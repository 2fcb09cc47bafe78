// src/lib.rs

pub mod checkpoint;
pub mod cli;
pub mod config;
pub mod dag;
pub mod engine;
pub mod errors;
pub mod exec;
pub mod ledger;
pub mod logging;
pub mod orchestrator;
pub mod types;

use std::sync::Arc;

use anyhow::{anyhow, bail, Result};
use tracing::{debug, info};

use crate::checkpoint::CheckpointStore;
use crate::cli::CliArgs;
use crate::config::{load_or_default, ConfigFile};
use crate::dag::{load_graph, TaskGraph};
use crate::engine::{QualityGates, RunReport, StdinDecider};
use crate::exec::{CancellationToken, ExecutorRouter};
use crate::ledger::RunStatus;
use crate::types::FailureStrategy;

pub use crate::orchestrator::Orchestrator;

/// High-level entry point used by `main.rs`.
///
/// This wires together:
/// - config loading (plus CLI overrides)
/// - graph ingestion or checkpoint loading
/// - executor router and decision provider
/// - Ctrl-C handling
///
/// Any final status other than `completed` is returned as an error.
pub async fn run(args: CliArgs) -> Result<()> {
    let mut cfg = load_or_default(&args.config)?;
    if args.strict_order {
        cfg.execution.strict_order = true;
    }
    if let Some(name) = &args.run_name {
        cfg.checkpoint.run_name = name.clone();
    }
    let store = CheckpointStore::from_config(&cfg.checkpoint);

    if args.status {
        if args.run_name.is_some() {
            match store.load()? {
                Some(checkpoint) => println!("{}", checkpoint.summary()),
                None => println!("no checkpoint for run '{}'", store.run_name()),
            }
        } else {
            print_status(&cfg.checkpoint.dir)?;
        }
        return Ok(());
    }

    if args.run_gates {
        return run_gates_once(&QualityGates::from_config(&cfg.gates)).await;
    }

    let router = ExecutorRouter::from_config(&cfg);
    let mut orchestrator = Orchestrator::from_config(&cfg, router);
    if cfg.execution.failure_strategy == FailureStrategy::Ask {
        orchestrator = orchestrator.with_decider(Arc::new(StdinDecider::new()));
    }

    // Ctrl-C → cancel the run; completed work is kept in the checkpoint.
    {
        let cancel = orchestrator.cancellation_token();
        tokio::spawn(async move {
            if let Err(e) = tokio::signal::ctrl_c().await {
                eprintln!("failed to listen for Ctrl+C: {e}");
                return;
            }
            eprintln!("cancelling run...");
            cancel.cancel();
        });
    }

    let report = if args.resume {
        let checkpoint = store
            .load()?
            .ok_or_else(|| anyhow!("no checkpoint found at {}", store.path().display()))?;
        if checkpoint.is_finished() {
            println!("{}", checkpoint.summary());
            println!("nothing to resume");
            return Ok(());
        }
        if args.dry_run {
            let graph = checkpoint.remaining_graph()?;
            print_dry_run(&cfg, &orchestrator, &graph)?;
            return Ok(());
        }
        orchestrator.resume(checkpoint).await?
    } else {
        let graph_path = args
            .graph
            .as_deref()
            .ok_or_else(|| anyhow!("--graph is required unless --resume or --status is given"))?;
        let graph = load_graph(graph_path)?;
        if args.dry_run {
            print_dry_run(&cfg, &orchestrator, &graph)?;
            return Ok(());
        }
        // A graph that cannot be planned must not cost the previous checkpoint.
        orchestrator.plan(&graph)?;
        if cfg.checkpoint.enabled && store.delete()? {
            info!(run = %store.run_name(), "starting fresh; previous checkpoint replaced");
        }
        orchestrator.run(&graph).await?
    };

    print_report(&report);
    if report.status != RunStatus::Completed {
        bail!("run finished with status '{}'", report.status);
    }
    Ok(())
}

fn print_report(report: &RunReport) {
    println!("run {}", report.status);
    for batch in &report.batches {
        println!("  batch {} ({})", batch.index, batch.state);
        for task in &batch.tasks {
            match &task.error {
                Some(err) => println!(
                    "    - {} {} after {} attempt(s): {err}",
                    task.task_id, task.state, task.attempts
                ),
                None => println!("    - {} {}", task.task_id, task.state),
            }
        }
    }
    let c = report.counts;
    println!(
        "{} completed, {} failed, {} skipped, {} not run",
        c.completed,
        c.failed,
        c.skipped,
        c.pending + c.retrying + c.in_progress
    );
    if !report.gates.is_empty() {
        println!("gates:");
        for gate in &report.gates {
            println!("  - {gate}");
        }
    }
    println!();
    println!("{}", report.statistics);
}

/// Summaries of every stored run, one block per run.
fn print_status(dir: &str) -> Result<()> {
    let summaries = CheckpointStore::list(dir)?;
    if summaries.is_empty() {
        println!("no checkpoints under {dir}");
        return Ok(());
    }
    for (i, summary) in summaries.iter().enumerate() {
        if i > 0 {
            println!();
        }
        println!("{summary}");
    }
    Ok(())
}

/// Manual gate round; any failure is returned as an error.
async fn run_gates_once(gates: &QualityGates) -> Result<()> {
    if gates.is_empty() {
        println!("no quality gates configured");
        return Ok(());
    }
    let cancel = CancellationToken::new();
    {
        let cancel = cancel.clone();
        tokio::spawn(async move {
            if tokio::signal::ctrl_c().await.is_ok() {
                cancel.cancel();
            }
        });
    }

    let results = gates.run(&cancel).await;
    for result in &results {
        println!("{result}");
    }
    let failed = results.iter().filter(|r| !r.passed).count();
    if failed > 0 {
        bail!("{failed} quality gate(s) failed");
    }
    Ok(())
}

/// Print the resolved settings and the batch plan; dispatches nothing.
fn print_dry_run(cfg: &ConfigFile, orchestrator: &Orchestrator, graph: &TaskGraph) -> Result<()> {
    let batches = orchestrator.plan(graph)?;
    let exec = &cfg.execution;

    println!("batchdag dry-run");
    println!("  max_parallel_tasks = {}", exec.max_parallel_tasks);
    println!("  failure_strategy = {}", exec.failure_strategy);
    println!("  max_retries = {}", exec.max_retries);
    println!("  mode = {}", cfg.execution_mode());
    if let Some(fallback) = orchestrator.router().fallback() {
        println!("  fallback_executor = {fallback}");
    }
    println!("  executors = {:?}", orchestrator.router().executors());
    println!();

    println!("batches ({}):", batches.len());
    for batch in &batches {
        println!("  batch {} (level {})", batch.index, batch.level);
        for id in &batch.tasks {
            let Some(task) = graph.get(id) else { continue };
            let mark = if orchestrator.router().is_registered(&task.executor) {
                ""
            } else {
                " (unregistered)"
            };
            println!("    - {} [{}{}] {}", task.id, task.executor, mark, task.display_label());
            if !task.predecessors.is_empty() {
                println!("        after: {:?}", task.predecessors);
            }
        }
    }

    debug!("dry-run complete (no execution)");
    Ok(())
}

• [AIM OF THE TASK]: Take the lines from the first line of the records through the line holding "use crate::types::FailureStrategy;", both included, and please reproduce them exactly with nothing added.

• [SOLVED PROBLEM]:
repository 2fcb09cc47bafe78
// src/lib.rs

pub mod checkpoint;
pub mod cli;
pub mod config;
pub mod dag;
pub mod engine;
pub mod errors;
pub mod exec;
pub mod ledger;
pub mod logging;
pub mod orchestrator;
pub mod types;

use std::sync::Arc;

use anyhow::{anyhow, bail, Result};
use tracing::{debug, info};

use crate::checkpoint::CheckpointStore;
use crate::cli::CliArgs;
use crate::config::{load_or_default, ConfigFile};
use crate::dag::{load_graph, TaskGraph};
use crate::engine::{QualityGates, RunReport, StdinDecider};
use crate::exec::{CancellationToken, ExecutorRouter};
use crate::ledger::RunStatus;
use crate::types::FailureStrategy;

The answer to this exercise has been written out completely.